Artist Completes National Park Paintings Destroyed By The Tsunami
Former American Samoa resident and artist Eileen George has completed three National Natural Landmark paintings that were destroyed by the 2009 tsunami for the National Park of American Samoa. In the mid-1960s, George produced seven paintings that represent each of the National Natural Landmarks in American Samoa. During her 1995 art show at the Haydon Museum, the national park purchased the paintings to illustrate these unique natural features to residents and visitors.
Eileen George feels that portraying these “geologically significant landmarks in an artistic way” might help to educate the public about the need to take care of them.

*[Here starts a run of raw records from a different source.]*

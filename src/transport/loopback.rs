//! In-memory device.
//!
//! Inbound chunks are queued with [`LoopbackDevice::push_inbound`] (or
//! produced by a [`Responder`] reacting to writes) and handed out one per
//! `read`. Every write and control request is recorded for inspection.
//!
//! ```
//! use diag_transport::transport::{Device, LoopbackDevice};
//!
//! let device = LoopbackDevice::new();
//! device.push_inbound(vec![1, 2, 3]);
//!
//! let mut buf = [0u8; 16];
//! assert_eq!(device.read(&mut buf).unwrap(), 3);
//!
//! device.write(b"out").unwrap();
//! assert_eq!(device.written(), vec![b"out".to_vec()]);
//! ```

use std::collections::VecDeque;
use std::time::Duration;

use parking_lot::{Condvar, Mutex};

use super::{ControlReply, ControlRequest, Device};
use crate::error::{DiagError, Result};

/// Produces inbound chunks in reaction to a write.
pub type Responder = Box<dyn FnMut(&[u8]) -> Vec<Vec<u8>> + Send>;

/// Overrides the default control replies. Returning `None` falls back to the
/// default.
pub type ControlHandler = Box<dyn FnMut(&ControlRequest) -> Option<Result<ControlReply>> + Send>;

struct Inner {
    inbound: VecDeque<Vec<u8>>,
    written: Vec<Vec<u8>>,
    controls: Vec<ControlRequest>,
    open: bool,
    interrupted: bool,
    fail_writes: bool,
    next_client_id: i32,
    next_delayed_id: i32,
}

/// Loopback implementation of [`Device`].
pub struct LoopbackDevice {
    inner: Mutex<Inner>,
    readable: Condvar,
    written_cond: Condvar,
    responder: Mutex<Option<Responder>>,
    control_handler: Mutex<Option<ControlHandler>>,
}

impl LoopbackDevice {
    pub fn new() -> Self {
        Self {
            inner: Mutex::new(Inner {
                inbound: VecDeque::new(),
                written: Vec::new(),
                controls: Vec::new(),
                open: true,
                interrupted: false,
                fail_writes: false,
                next_client_id: 1,
                next_delayed_id: 1,
            }),
            readable: Condvar::new(),
            written_cond: Condvar::new(),
            responder: Mutex::new(None),
            control_handler: Mutex::new(None),
        }
    }

    /// Queue a chunk for the next `read`.
    pub fn push_inbound(&self, chunk: Vec<u8>) {
        self.inner.lock().inbound.push_back(chunk);
        self.readable.notify_all();
    }

    /// Install a closure answering writes with inbound chunks.
    pub fn on_write(&self, responder: impl FnMut(&[u8]) -> Vec<Vec<u8>> + Send + 'static) {
        *self.responder.lock() = Some(Box::new(responder));
    }

    /// Install a closure overriding control replies.
    pub fn on_control(
        &self,
        handler: impl FnMut(&ControlRequest) -> Option<Result<ControlReply>> + Send + 'static,
    ) {
        *self.control_handler.lock() = Some(Box::new(handler));
    }

    /// Every record written so far.
    pub fn written(&self) -> Vec<Vec<u8>> {
        self.inner.lock().written.clone()
    }

    /// Remove and return the recorded writes.
    pub fn take_written(&self) -> Vec<Vec<u8>> {
        std::mem::take(&mut self.inner.lock().written)
    }

    /// Every control request issued so far.
    pub fn controls(&self) -> Vec<ControlRequest> {
        self.inner.lock().controls.clone()
    }

    /// Block until at least `count` writes were recorded or `timeout` passes.
    pub fn wait_for_writes(&self, count: usize, timeout: Duration) -> bool {
        let mut inner = self.inner.lock();
        if inner.written.len() >= count {
            return true;
        }
        let deadline = std::time::Instant::now() + timeout;
        while inner.written.len() < count {
            if self.written_cond.wait_until(&mut inner, deadline).timed_out() {
                return inner.written.len() >= count;
            }
        }
        true
    }

    /// Make subsequent writes fail.
    pub fn set_fail_writes(&self, fail: bool) {
        self.inner.lock().fail_writes = fail;
    }

    /// Close the device and wake readers.
    pub fn close(&self) {
        self.inner.lock().open = false;
        self.readable.notify_all();
    }

    fn default_reply(inner: &mut Inner, request: &ControlRequest) -> ControlReply {
        match request {
            ControlRequest::DciRegister { .. } => {
                let id = inner.next_client_id;
                inner.next_client_id += 1;
                ControlReply::Value(id)
            }
            ControlRequest::GetDelayedResponseId => {
                let id = inner.next_delayed_id;
                inner.next_delayed_id += 1;
                ControlReply::Value(id)
            }
            ControlRequest::DciHealthStats { .. } => ControlReply::Health(Default::default()),
            ControlRequest::DciLogStatus { .. } | ControlRequest::DciEventStatus { .. } => {
                ControlReply::Status(false)
            }
            ControlRequest::GetRealTime { .. } => ControlReply::Value(1),
            _ => ControlReply::Ack,
        }
    }
}

impl Default for LoopbackDevice {
    fn default() -> Self {
        Self::new()
    }
}

impl Device for LoopbackDevice {
    fn read(&self, buf: &mut [u8]) -> Result<usize> {
        let mut inner = self.inner.lock();
        loop {
            if !inner.open {
                return Err(DiagError::DeviceClosed);
            }
            if inner.interrupted {
                inner.interrupted = false;
                return Ok(0);
            }
            if let Some(mut chunk) = inner.inbound.pop_front() {
                let n = chunk.len().min(buf.len());
                buf[..n].copy_from_slice(&chunk[..n]);
                if n < chunk.len() {
                    inner.inbound.push_front(chunk.split_off(n));
                }
                return Ok(n);
            }
            self.readable.wait(&mut inner);
        }
    }

    fn write(&self, data: &[u8]) -> Result<()> {
        {
            let mut inner = self.inner.lock();
            if !inner.open {
                return Err(DiagError::DeviceClosed);
            }
            if inner.fail_writes {
                return Err(DiagError::SendFailed("loopback write failure".into()));
            }
            inner.written.push(data.to_vec());
        }
        self.written_cond.notify_all();

        let replies = match self.responder.lock().as_mut() {
            Some(responder) => responder(data),
            None => Vec::new(),
        };
        if !replies.is_empty() {
            self.inner.lock().inbound.extend(replies);
            self.readable.notify_all();
        }
        Ok(())
    }

    fn control(&self, request: &ControlRequest) -> Result<ControlReply> {
        {
            let mut inner = self.inner.lock();
            if !inner.open {
                return Err(DiagError::DeviceClosed);
            }
            inner.controls.push(request.clone());
        }
        if let Some(handler) = self.control_handler.lock().as_mut() {
            if let Some(reply) = handler(request) {
                return reply;
            }
        }
        let mut inner = self.inner.lock();
        Ok(Self::default_reply(&mut inner, request))
    }

    fn interrupt(&self) {
        self.inner.lock().interrupted = true;
        self.readable.notify_all();
    }

    fn is_open(&self) -> bool {
        self.inner.lock().open
    }
}

#[cfg(test)]
mod tests {
    use super::*;
    use std::sync::Arc;
    use std::thread;

    #[test]
    fn test_read_splits_long_chunk() {
        let device = LoopbackDevice::new();
        device.push_inbound(vec![1, 2, 3, 4, 5]);

        let mut buf = [0u8; 3];
        assert_eq!(device.read(&mut buf).unwrap(), 3);
        assert_eq!(buf, [1, 2, 3]);
        assert_eq!(device.read(&mut buf).unwrap(), 2);
        assert_eq!(&buf[..2], &[4, 5]);
    }

    #[test]
    fn test_interrupt_wakes_reader() {
        let device = Arc::new(LoopbackDevice::new());
        let reader = {
            let device = Arc::clone(&device);
            thread::spawn(move || {
                let mut buf = [0u8; 8];
                device.read(&mut buf)
            })
        };
        thread::sleep(Duration::from_millis(20));
        device.interrupt();
        assert_eq!(reader.join().unwrap().unwrap(), 0);
    }

    #[test]
    fn test_closed_device() {
        let device = LoopbackDevice::new();
        device.close();
        let mut buf = [0u8; 8];
        assert!(matches!(device.read(&mut buf), Err(DiagError::DeviceClosed)));
        assert!(matches!(device.write(b"x"), Err(DiagError::DeviceClosed)));
        assert!(!device.is_open());
    }

    #[test]
    fn test_responder_queues_replies() {
        let device = LoopbackDevice::new();
        device.on_write(|data| vec![data.iter().rev().copied().collect()]);
        device.write(&[1, 2]).unwrap();

        let mut buf = [0u8; 8];
        assert_eq!(device.read(&mut buf).unwrap(), 2);
        assert_eq!(&buf[..2], &[2, 1]);
    }

    #[test]
    fn test_default_control_replies() {
        let device = LoopbackDevice::new();
        let register = ControlRequest::DciRegister {
            proc: 0,
            notification_mask: 0,
            signal_type: 0,
        };
        assert_eq!(device.control(&register).unwrap(), ControlReply::Value(1));
        assert_eq!(device.control(&register).unwrap(), ControlReply::Value(2));
        assert_eq!(
            device.control(&ControlRequest::GetDelayedResponseId).unwrap(),
            ControlReply::Value(1)
        );
        assert_eq!(
            device.control(&ControlRequest::DrainImmediate { peripheral: 0 }).unwrap(),
            ControlReply::Ack
        );
        assert_eq!(device.controls().len(), 4);
    }

    #[test]
    fn test_control_override() {
        let device = LoopbackDevice::new();
        device.on_control(|req| match req {
            ControlRequest::DciRegister { .. } => Some(Ok(ControlReply::Value(-1))),
            _ => None,
        });
        let reply = device
            .control(&ControlRequest::DciRegister {
                proc: 0,
                notification_mask: 0,
                signal_type: 0,
            })
            .unwrap();
        assert_eq!(reply, ControlReply::Value(-1));
    }

    #[test]
    fn test_fail_writes() {
        let device = LoopbackDevice::new();
        device.set_fail_writes(true);
        assert!(matches!(device.write(b"x"), Err(DiagError::SendFailed(_))));
        assert!(device.written().is_empty());
    }
}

Superintendent Jim Bacon said, “We are pleased to add these new artistic renderings to replace those lost in the tsunami. They complete our paintings that represent the seven National Natural Landmarks in American Samoa.”
The National Natural Landmarks program is administered by the National Park Service. The program was established to encourage and support the voluntary conservation of public and private sites that illustrate the nation’s geological and biological history, and to strengthen the public’s appreciation of America’s natural heritage. American Samoa’s seven National Natural Landmarks include Cape Taputapu, Le’ala Shoreline, Fogama’a Crater, Matafao Peak, Rainmaker Mountain, Vai’ava Strait, and ‘Aunu’u Island.
These paintings will be on display at the national park’s new visitor center in Pago Pago.